Wie wird man US-Präsident?

Der US-Wahlkampf geht in die letzte Runde, beide Kandidaten kämpfen verbissen um unentschiedene Stimmen. Das Mehrheitswahlrecht der Vereinigten Staaten führt dazu, dass nur wenige Stimmen den Wahlausgang entscheidend beeinflussen können. Doch wie wird der Präsident eigentlich gewählt?

Anders als in Österreich wird der Präsident nicht direkt vom Volk gewählt, sondern indirekt durch die Wahlleute im sogenannten Electoral College. Sie werden alle vier Jahre vom Volk gewählt und stimmen über die Ernennung von Präsident und Vizepräsident ab.

Historische Hintergründe

Entstanden ist dieses System schon im Jahr 1787 während des Verfassungskonvents der Vereinigten Staaten, bei dem die Funktion des Electoral College im 2. Artikel der Verfassung festgelegt wurde. Zu dieser Zeit wäre ein direktes, nationales Mehrheitswahlrecht bedingt durch die Größe des Landes und die schwierige Kommunikation logistisch unmöglich gewesen. Zunächst bestimmten die Parlamente der Staaten die Wahlleute, später forderte die Bevölkerung mehr Mitspracherechte und das System des indirekten Mehrheitswahlrechts in seiner heutigen Form war geboren.

Besonders profitierten davon die bevölkerungsmäßig kleineren Staaten, die so mehr Macht erhielten als bei einer nationalen Wahl. Auch die Südstaaten wurden bevorzugt, nachdem die Anzahl der Wahlmänner pro Bundesstaat damals strikt nach der Bevölkerungszahl zugeteilt wurde. In diesen Bundesstaaten war ein hoher Prozentsatz der Bevölkerung Sklaven, die zwar nicht wahlberechtigt waren, aber bei der Volkszählung als Drei-Fünftel-Person gezählt wurden.  

Funktion des Electoral College

Am Wahltag wählt die Bevölkerung die sogenannten Wahlleute in ihrem Bundesstaat.
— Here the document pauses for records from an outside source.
#[cfg(test)]
mod tests {
    use super::*;
    use pretty_assertions::assert_eq;
    use tempfile::TempDir;

    fn parse(args: &[&str]) -> Cli {
        Cli::try_parse_from(std::iter::once("cart-tool").chain(args.iter().copied())).unwrap()
    }

    fn run_args(args: &[&str]) -> Result<()> {
        run(&parse(args).command)
    }

    fn path_arg(path: &Path) -> &str {
        path.to_str().unwrap()
    }

    #[test]
    fn verify_cli() {
        use clap::CommandFactory;
        Cli::command().debug_assert();
    }

    #[test]
    fn test_aliases_dispatch_to_same_command() {
        for alias in ["setblob", "set", "addblob", "add"] {
            assert!(matches!(
                parse(&[alias, "a.car", "b.bin"]).command,
                Command::SetBlob { .. }
            ));
        }
        for alias in ["delblob", "del", "rm", "erase"] {
            assert!(matches!(parse(&[alias, "a.car"]).command, Command::DelBlob { .. }));
        }
        for alias in ["getblob", "get", "extract"] {
            assert!(matches!(
                parse(&[alias, "a.car", "b.bin"]).command,
                Command::GetBlob { .. }
            ));
        }
        assert!(matches!(parse(&["rom", "a.car", "a.rom"]).command, Command::GetRom { .. }));
        for alias in ["rom2car", "convert", "convertrom"] {
            assert!(matches!(
                parse(&[alias, "a.rom", "a.car"]).command,
                Command::Rom2Car(_)
            ));
        }
        assert!(matches!(parse(&["types"]).command, Command::List { .. }));
    }

    #[test]
    fn test_settype_arguments() {
        let cli = parse(&["settype", "a.car", "0x0C", "-a"]);
        let Command::SetType(args) = cli.command else {
            panic!("expected settype");
        };
        assert_eq!(args.cart_type.map(|c| c.id), Some(12));
        assert!(args.adjust_size);
        assert_eq!(args.list, None);

        let cli = parse(&["settype", "--list", "JSON"]);
        let Command::SetType(args) = cli.command else {
            panic!("expected settype");
        };
        assert_eq!(args.list, Some(ListFormat::Json));

        let cli = parse(&["settype", "-l"]);
        let Command::SetType(args) = cli.command else {
            panic!("expected settype");
        };
        assert_eq!(args.list, Some(ListFormat::Text));
    }

    #[test]
    fn test_settype_requires_positionals_without_list() {
        assert!(Cli::try_parse_from(["cart-tool", "settype", "a.car"]).is_err());
        assert!(Cli::try_parse_from(["cart-tool", "rom2car", "a.rom"]).is_err());
    }

    #[test]
    fn test_type_parser_rejects_virtual_and_unknown() {
        assert!(parse_cart_type("Mode_XEGS_32K").is_ok());
        assert!(parse_cart_type("0").unwrap_err().contains("virtual"));
        assert!(parse_cart_type("-1").unwrap_err().contains("virtual"));
        assert!(parse_cart_type("1000").unwrap_err().contains("virtual"));
        assert!(parse_cart_type("Mode_Bogus").unwrap_err().contains("unknown"));
        assert!(
            Cli::try_parse_from(["cart-tool", "rom2car", "a.rom", "a.car", "-t", "0"]).is_err()
        );
    }

    #[test]
    fn test_group_digits() {
        assert_eq!(group_digits(0), "0");
        assert_eq!(group_digits(999), "999");
        assert_eq!(group_digits(32768), "32_768");
        assert_eq!(group_digits(1_048_576), "1_048_576");
        assert_eq!(size_summary(0x8000), "32_768 (0x8000) <32.0 KiB>");
    }

    struct OnlyMegaCart;

    impl DetectStrategy for OnlyMegaCart {
        fn detect(&self, _len: usize) -> a8car_core::Result<&'static CartType> {
            registry::resolve_strict("Mode_MegaCart_32K")
        }

        fn candidates(&self, _len: usize) -> Vec<&'static CartType> {
            vec![registry::resolve_strict("Mode_MegaCart_32K").unwrap()]
        }
    }

    #[test]
    fn test_autodetect_report_uses_strategy_candidates() {
        assert_eq!(
            autodetect_report(&OnlyMegaCart, 0x8000),
            "Autodetecting:\n ROM size 32.0 KiB,\n all matching options: Mode_MegaCart_32K"
        );
        let report = autodetect_report(&Detector::new(), 0x8000);
        assert!(report.contains("Mode_XEGS_32K, "));
        assert!(report.contains("Mode_MegaCart_32K"));
    }

    #[test]
    fn test_diagnostic_names_error_kind() {
        let err = anyhow::Error::new(a8car_core::Error::EmptyRom).context("Failed to convert");
        assert_eq!(
            diagnostic(&err),
            "cart-tool: ValueError: Failed to convert: ROM file length is 0"
        );
        let err = anyhow::anyhow!("something else");
        assert_eq!(diagnostic(&err), "cart-tool: Error: something else");
    }

    #[test]
    fn test_convert_retype_and_blob_roundtrip() {
        let dir = TempDir::new().unwrap();
        let rom_path = dir.path().join("game.rom");
        let car_path = dir.path().join("game.car");
        let blob_path = dir.path().join("blob.bin");
        let out_path = dir.path().join("out.bin");

        fs::write(&rom_path, vec![0x77u8; 0x8000]).unwrap();
        run_args(&["convert", path_arg(&rom_path), path_arg(&car_path)]).unwrap();
        let car = CarFile::open(&car_path).unwrap();
        assert_eq!(car.mode().id, 12);
        assert!(car.is_valid());

        fs::write(&blob_path, b"highscores").unwrap();
        run_args(&["add", path_arg(&car_path), path_arg(&blob_path)]).unwrap();
        run_args(&["extract", path_arg(&car_path), path_arg(&out_path)]).unwrap();
        assert_eq!(fs::read(&out_path).unwrap(), b"highscores");

        run_args(&["settype", path_arg(&car_path), "Mode_8K", "-a"]).unwrap();
        let car = CarFile::open(&car_path).unwrap();
        assert_eq!(car.mode().id, 1);
        assert_eq!(car.rom().len(), 0x2000);
        assert_eq!(car.blob(), b"highscores");
        assert!(car.is_valid());

        run_args(&["rm", path_arg(&car_path)]).unwrap();
        let car = CarFile::open(&car_path).unwrap();
        assert!(!car.has_blob());
        assert_eq!(fs::metadata(&car_path).unwrap().len(), 16 + 0x2000);

        run_args(&["info", path_arg(&car_path)]).unwrap();
    }

    #[test]
    fn test_convert_empty_rom_fails() {
        let dir = TempDir::new().unwrap();
        let rom_path = dir.path().join("empty.rom");
        let car_path = dir.path().join("empty.car");
        fs::write(&rom_path, b"").unwrap();

        let err = run_args(&["rom2car", path_arg(&rom_path), path_arg(&car_path)]).unwrap_err();
        assert!(diagnostic(&err).starts_with("cart-tool: ValueError:"));
        assert!(!car_path.exists());
    }

    #[test]
    fn test_getblob_without_blob_writes_nothing() {
        let dir = TempDir::new().unwrap();
        let car_path = dir.path().join("plain.car");
        let out_path = dir.path().join("blob.bin");
        CarFile::from_rom(vec![0; 0x2000], None)
            .unwrap()
            .save(&car_path)
            .unwrap();

        run_args(&["getblob", path_arg(&car_path), path_arg(&out_path)]).unwrap();
        assert!(!out_path.exists());
    }

    #[test]
    fn test_info_reports_format_error() {
        let dir = TempDir::new().unwrap();
        let car_path = dir.path().join("junk.car");
        fs::write(&car_path, b"not a cart file at all").unwrap();

        let err = run_args(&["info", path_arg(&car_path)]).unwrap_err();
        assert!(diagnostic(&err).starts_with("cart-tool: FormatError:"));
    }
}
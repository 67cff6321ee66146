//! # a8car-core
//!
//! A library for working with Atari 8-bit cartridge images in the CAR
//! container format.
//!
//! This crate provides the core functionality for:
//! - Looking up cartridge hardware configurations by id or name
//! - Reading and writing CAR files (header, ROM image and optional blob)
//! - Guessing the cartridge type of a raw ROM dump from its length
//!
//! ## Architecture
//!
//! The library is organized into several modules:
//!
//! - [`registry`]: Static catalog of cartridge types
//! - [`header`]: The 16-byte CAR header codec
//! - [`container`]: The in-memory CAR file
//! - [`detect`]: Size-based type autodetection
//! - [`export`]: Text and JSON listings of the catalog
//! - [`error`]: Error types and handling
//!
//! ## Example
//!
//! ```no_run
//! use a8car_core::CarFile;
//! use std::fs;
//!
//! // Wrap a raw 32K dump, letting the type be detected from its size
//! let rom = fs::read("river_raid.rom")?;
//! let mut car = CarFile::from_rom(rom, None)?;
//! println!("detected {}", car.mode().description);
//!
//! car.save("river_raid.car")?;
//! # Ok::<(), Box<dyn std::error::Error>>(())
//! ```
//!
//! ## Extensibility
//!
//! - [`DetectStrategy`]: Customize how a type is chosen for a raw ROM
//!

#![deny(unsafe_code)]
#![warn(missing_docs, rust_2018_idioms, unreachable_pub)]

pub mod container;
pub mod detect;
pub mod error;
pub mod export;
pub mod header;
pub mod registry;

// Re-export primary types for convenience
pub use container::CarFile;
pub use detect::{detect_type, DetectStrategy, Detector, DetectorConfig};
pub use error::{Error, ErrorKind, Result};
pub use header::{Header, HEADER_LEN};
pub use registry::{resolve_or_unknown, resolve_strict, CartType, TypeQuery};

/// Crate version for programmatic access
pub const VERSION: &str = env!("CARGO_PKG_VERSION");
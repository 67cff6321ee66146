//! Fixed-size CAR header codec.
//!
//! ## Layout
//!
//! All fields are big-endian:
//!
//! | offset | size | field                                  |
//! |--------|------|----------------------------------------|
//! | 0      | 4    | signature, always `CART`               |
//! | 4      | 4    | cartridge type id                      |
//! | 8      | 4    | sum of ROM bytes, modulo 2^32          |
//! | 12     | 4    | blob offset from file start, 0 if none |

use crate::error::{Error, Result};
use crate::registry::{self, CartType};
use bytes::{Buf, BufMut};
use tracing::trace;

/// Header signature
pub const MAGIC: [u8; 4] = *b"CART";

/// Encoded header length in bytes
pub const HEADER_LEN: usize = 16;

/// Decoded CAR header
#[derive(Debug, Clone, Copy, PartialEq, Eq)]
pub struct Header {
    /// Cartridge type
    pub mode: &'static CartType,
    /// Sum of the ROM bytes, modulo 2^32
    pub checksum: u32,
    /// Absolute offset of the blob, or 0 when there is none
    pub blob_offset: u32,
}

impl Default for Header {
    fn default() -> Self {
        Self::new(registry::none())
    }
}

impl Header {
    /// Creates a header for the given type with zero checksum and no blob
    pub fn new(mode: &'static CartType) -> Self {
        Self {
            mode,
            checksum: 0,
            blob_offset: 0,
        }
    }

    /// Decodes a header from the start of `data`
    ///
    /// Bytes past [`HEADER_LEN`] are ignored. Type ids missing from the
    /// registry decode as the unknown sentinel.
    pub fn decode(data: &[u8]) -> Result<Self> {
        if data.len() < HEADER_LEN {
            return Err(Error::TruncatedHeader {
                needed: HEADER_LEN,
                available: data.len(),
            });
        }

        let mut buf = &data[..HEADER_LEN];
        let mut magic = [0u8; 4];
        buf.copy_to_slice(&mut magic);
        if magic != MAGIC {
            return Err(Error::BadMagic { found: magic });
        }

        let raw_mode = buf.get_u32();
        let checksum = buf.get_u32();
        let blob_offset = buf.get_u32();
        trace!(
            "Decoded header: mode={} checksum={:#010x} blob_offset={}",
            raw_mode,
            checksum,
            blob_offset
        );

        Ok(Self {
            mode: registry::resolve_or_unknown(raw_mode),
            checksum,
            blob_offset,
        })
    }

    /// Appends the encoded header to `buf`
    pub fn write_to(&self, buf: &mut impl BufMut) {
        buf.put_slice(&MAGIC);
        // Negative sentinel ids wrap, so -1 is stored as 0xFFFFFFFF
        buf.put_u32(self.mode.id as u32);
        buf.put_u32(self.checksum);
        buf.put_u32(self.blob_offset);
    }

    /// Encodes the header
    pub fn encode(&self) -> [u8; HEADER_LEN] {
        let mut out = [0u8; HEADER_LEN];
        self.write_to(&mut &mut out[..]);
        out
    }
}

/// Sums `data` byte-wise modulo 2^32
pub fn checksum(data: &[u8]) -> u32 {
    data.iter()
        .fold(0u32, |sum, &byte| sum.wrapping_add(u32::from(byte)))
}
Sie treten dann 41 Tage später als Electoral College zusammen und wählen Präsident und Vizepräsident in getrennten Abstimmungen. Um die Wahl zu gewinnen, benötigt man eine absolute Stimmenmehrheit von 270 der insgesamt 538 Wahlleuten. Sollte es bei der Abstimmung des Electoral College zu einem Stimmengleichstand kommen, ist auch dafür vorgesorgt: Der 12. Zusatzartikel zur Verfassung regelt, dass dann das neu gewählte Repräsentantenhaus über die Besetzung des Präsidentschaftsamtes entscheidet.

Jeder Bundesstaat entsendet zwischen drei und 55 Wahlleute, wobei die Anzahl lose mit der Bevölkerungszahl zusammenhängt. Sie basiert auf der Anzahl der Vertreter, die ein Bundesstaat in beiden Häusern des Kongresses zusammen hat. Praktisch bedeutet das, dass die Anzahl der Einwohner, die eine Wahlperson vertritt, stark variieren kann. Zusätzlich gilt in 48 der 50 Bundesstaaten das „Winner-takes-it-all“ Prinzip, wonach die Stimmen der Wahlleute nicht proportional zum Wahlergebnis verteilt werden, sondern der gewinnende Kandidat alle Wahlleutestimmen erhält. Das gibt speziell den Swing-States ihre große Bedeutung. Der Wahlausgang in diesen Bundesstaaten ist meist knapp, trotzdem erhält der Gewinner viele Stimmen auf einen Schlag.

In etwa der Hälfte der Bundesstaaten sind die Wahlleute gesetzlich an die Entscheidung der Wähler gebunden, in den anderen ist es ihnen auch möglich, gegen den Wählerwunsch abzustimmen. Praktisch kommen diese sogenannten „faithless electors“ jedoch selten vor.

Das Wahlsystem durch das Electoral College ist auch der Grund, wieso ein Präsidentschaftskandidat ohne Stimmenmehrheit des Volkes die Wahl gewinnen kann. Das war zum Beispiel 2016 der Fall, als Donald Trump Präsident wurde, obwohl die demokratische Kandidatin Hillary Clinton mit 2,9 Millionen mehr Stimmen das Popular Vote für sich entscheiden konnte.

Vor dem Hintergrund dieser komplexen Wahlordnung und den zahlreichen Einflussfaktoren rund um das Electoral College bleibt der Wahlausgang wohl bis zur letzten Minute spannend. Wenn die Präsidentschaftswahlen 2016 eines gezeigt haben, dann ist es die Unberechenbarkeit des amerikanischen Wahlsystems.